5. Il résulte de ce qui précède, sans qu’il soit besoin de statuer sur les autres moyens de la requête, que M. B… est fondé à demander l’annulation de l’arrêté du préfet de police du 9 décembre 2024.
Sur les conclusions à fin d’injonction :
6. Eu égard au motif d’annulation retenu et en l’absence d’éléments de droit ou de fait nouveaux justifiant que l’autorité administrative oppose une nouvelle décision de refus, le présent jugement implique nécessairement qu’il soit enjoint au préfet de police ou au préfet territorialement compétent de délivrer à M. B… une carte de séjour temporaire portant la mention « salarié », dans un délai de deux mois à compter de la notification du jugement et de le munir, dans l’attente et sans délai, d’une autorisation provisoire de séjour l’autorisant à travailler.

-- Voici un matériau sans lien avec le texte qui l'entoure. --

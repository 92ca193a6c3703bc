//! Подписи месяцев и список лет для фильтров отчётов.

pub const MONTH_NAMES: [&str; 12] = [
    "январь", "февраль", "март", "апрель", "май", "июнь",
    "июль", "август", "сентябрь", "октябрь", "ноябрь", "декабрь",
];

/// Название месяца по номеру 0..=11
pub fn month_name(month0: u32) -> &'static str {
    MONTH_NAMES.get(month0 as usize).copied().unwrap_or("")
}

/// "январь" → "Январь" (для опций выпадающего списка)
pub fn capitalize_first(s: &str) -> String {
    let mut chars = s.chars();
    match chars.next() {
        Some(first) => first.to_uppercase().collect::<String>() + chars.as_str(),
        None => String::new(),
    }
}

/// Года для фильтра: от 2030 вниз до 2024
pub fn filter_years() -> Vec<i32> {
    (2024..=2030).rev().collect()
}
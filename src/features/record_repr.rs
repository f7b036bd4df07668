//! Numeric representation of a building record
//!
//! The column order below is the training-time schema. Any change to it
//! must bump [`FEATURE_SCHEMA_VERSION`] and ship with retrained models.

use super::encoding::EncoderBank;
use crate::{BuildingRecord, Result};

/// Version of [`FEATURE_COLUMNS`], stored in every model artifact
pub const FEATURE_SCHEMA_VERSION: usize = 1;

/// Column order of the feature vector fed to a model
pub const FEATURE_COLUMNS: [&str; 18] = [
    "building_id",
    "meter",
    "primary_use",
    "square_feet",
    "air_temperature",
    "cloud_coverage",
    "precip_depth_1_hr",
    "sea_level_pressure",
    "wind_direction",
    "wind_speed",
    "relative_humidity",
    "hour",
    "dayofweek",
    "month",
    "day",
    "isholiday",
    "season",
    "isdaytime",
];

/// A fully numeric, single-row model input in [`FEATURE_COLUMNS`] order
#[derive(Debug, Clone, PartialEq)]
pub struct FeatureVector {
    values: Vec<f32>,
}

impl FeatureVector {
    pub const DIM: usize = FEATURE_COLUMNS.len();

    /// Encode categorical fields and lay every field out in schema order
    pub fn from_record(record: &BuildingRecord, encoders: &EncoderBank) -> Result<Self> {
        let codes = encoders.encode_record(record)?;
        let flag = |b: bool| if b { 1.0f32 } else { 0.0 };

        let values = vec![
            record.building_id as f32,
            codes.meter as f32,
            codes.primary_use as f32,
            record.square_feet as f32,
            record.air_temperature as f32,
            record.cloud_coverage as f32,
            record.precip_depth_1_hr as f32,
            record.sea_level_pressure as f32,
            record.wind_direction as f32,
            record.wind_speed as f32,
            record.relative_humidity as f32,
            record.hour as f32,
            record.dayofweek as f32,
            record.month as f32,
            record.day as f32,
            flag(record.isholiday),
            codes.season as f32,
            flag(record.isdaytime),
        ];
        debug_assert_eq!(values.len(), Self::DIM);

        Ok(FeatureVector { values })
    }

    /// Wrap raw values without checking their layout
    #[cfg(test)]
    pub(crate) fn from_values(values: Vec<f32>) -> Self {
        FeatureVector { values }
    }

    pub fn as_slice(&self) -> &[f32] {
        &self.values
    }

    pub fn len(&self) -> usize {
        self.values.len()
    }

    pub fn is_empty(&self) -> bool {
        self.values.is_empty()
    }

    /// Value of a named column
    pub fn get(&self, column: &str) -> Option<f32> {
        FEATURE_COLUMNS
            .iter()
            .position(|c| *c == column)
            .and_then(|i| self.values.get(i).copied())
    }
}

/// Owned copy of the pinned column names
pub fn feature_columns() -> Vec<String> {
    FEATURE_COLUMNS.iter().map(|c| c.to_string()).collect()
}

/// Check a model's expected columns against the pinned schema
///
/// Returns a description of the first difference found.
pub fn schema_mismatch(columns: &[String]) -> Option<String> {
    if columns.len() != FEATURE_COLUMNS.len() {
        return Some(format!(
            "model expects {} columns, input has {}",
            columns.len(),
            FEATURE_COLUMNS.len()
        ));
    }

    columns
        .iter()
        .zip(FEATURE_COLUMNS.iter())
        .enumerate()
        .find(|(_, (model_col, input_col))| model_col.as_str() != **input_col)
        .map(|(i, (model_col, input_col))| {
            format!(
                "column {} is {:?} in the model but {:?} in the input",
                i, model_col, input_col
            )
        })
}

#[cfg(test)]
pub(crate) mod tests {
    use super::*;

    pub(crate) fn sample_record() -> BuildingRecord {
        BuildingRecord {
            building_id: 42,
            meter: "electricity".to_string(),
            primary_use: "Office".to_string(),
            square_feet: 50_000.0,
            air_temperature: 12.5,
            cloud_coverage: 4.0,
            precip_depth_1_hr: 0.0,
            sea_level_pressure: 1015.2,
            wind_direction: 250.0,
            wind_speed: 4.6,
            relative_humidity: 61.0,
            hour: 13,
            dayofweek: 4,
            month: 1,
            day: 1,
            isholiday: true,
            season: "Winter".to_string(),
            isdaytime: true,
        }
    }

    #[test]
    fn test_vector_layout() {
        let bank = EncoderBank::with_defaults();
        let features = FeatureVector::from_record(&sample_record(), &bank).unwrap();

        assert_eq!(features.len(), FeatureVector::DIM);
        assert_eq!(features.get("building_id"), Some(42.0));
        // chilledwater, electricity, hotwater, steam
        assert_eq!(features.get("meter"), Some(1.0));
        assert_eq!(features.get("primary_use"), Some(6.0));
        assert_eq!(features.get("season"), Some(3.0));
        assert_eq!(features.get("isholiday"), Some(1.0));
        assert_eq!(features.get("hour"), Some(13.0));
        assert_eq!(features.as_slice()[3], 50_000.0);
        assert_eq!(features.get("not_a_column"), None);
    }

    #[test]
    fn test_unknown_category_fails_assembly() {
        let bank = EncoderBank::with_defaults();
        let mut record = sample_record();
        record.primary_use = "Stadium".to_string();
        assert!(FeatureVector::from_record(&record, &bank).is_err());
    }

    #[test]
    fn test_schema_mismatch() {
        assert_eq!(schema_mismatch(&feature_columns()), None);

        let mut swapped = feature_columns();
        swapped.swap(1, 2);
        let msg = schema_mismatch(&swapped).unwrap();
        assert!(msg.contains("column 1"), "{}", msg);

        let short = feature_columns()[..17].to_vec();
        assert!(schema_mismatch(&short).unwrap().contains("17 columns"));
    }
}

Il n’y a pas lieu, en revanche, d’assortir cette injonction d’une astreinte.
Sur les frais liés au litige :
7. Dans les circonstances de l’espèce, il y a lieu de mettre à la charge de l’État une somme de 1 000 euros qui sera versée à Me Sangue en application des dispositions de l’article 37 de la loi du 10 juillet 1991, sous réserve qu’il renonce à percevoir la part contributive de l’État à l’aide juridictionnelle.
D E C I D E :
Article 1er : Il n’y a pas lieu de statuer sur les conclusions de la requête de M. B… tendant au bénéfice de l’aide juridictionnelle à titre provisoire.
Article 2 : L’arrêté du préfet de police du 9 décembre 2024 est annulé.
Article 3 : Sous réserve d’un changement de droit ou de fait, il est enjoint au préfet de police ou au préfet territorialement compétent de délivrer à M. B… une carte de séjour temporaire portant la mention « salarié » dans le délai de deux mois à compter de la notification du présent jugement et de le munir, dans l’attente et sans délai, d’une autorisation provisoire de séjour l’autorisant à travailler.
Article 4 : Sous réserve que son conseil renonce à percevoir la somme correspondant à la part contributive de l’État, l’État versera à Me Sangue une somme de 1 000 (mille) euros en application des dispositions du deuxième alinéa de l’article 37 de la loi du 10 juillet 1991.
Article 5 : Le surplus des conclusions de la requête de B… est rejeté.
Article 6 : Le présent jugement sera notifié à M. A… B…, à Me Sangue et au préfet de police.
Délibéré après l’audience du 23 octobre 2025, à laquelle siégeaient :
M. Gros, président,
M. Feghouli, premier conseiller,
M. Rebellato, premier conseiller.
Rendu public par mise à disposition du greffe le 13 novembre 2025.
Le rapporteur,
Signé
M. FEGHOULI
Le président,
Signé
L. GROS
La greffière,
Signé
C. CHAKELIAN
La République mande et ordonne au préfet de police en ce qui le concerne et à tous commissaires de justice à ce requis en ce qui concerne les voies de droit commun contre les parties privées, de pourvoir à l’exécution de la présente décision.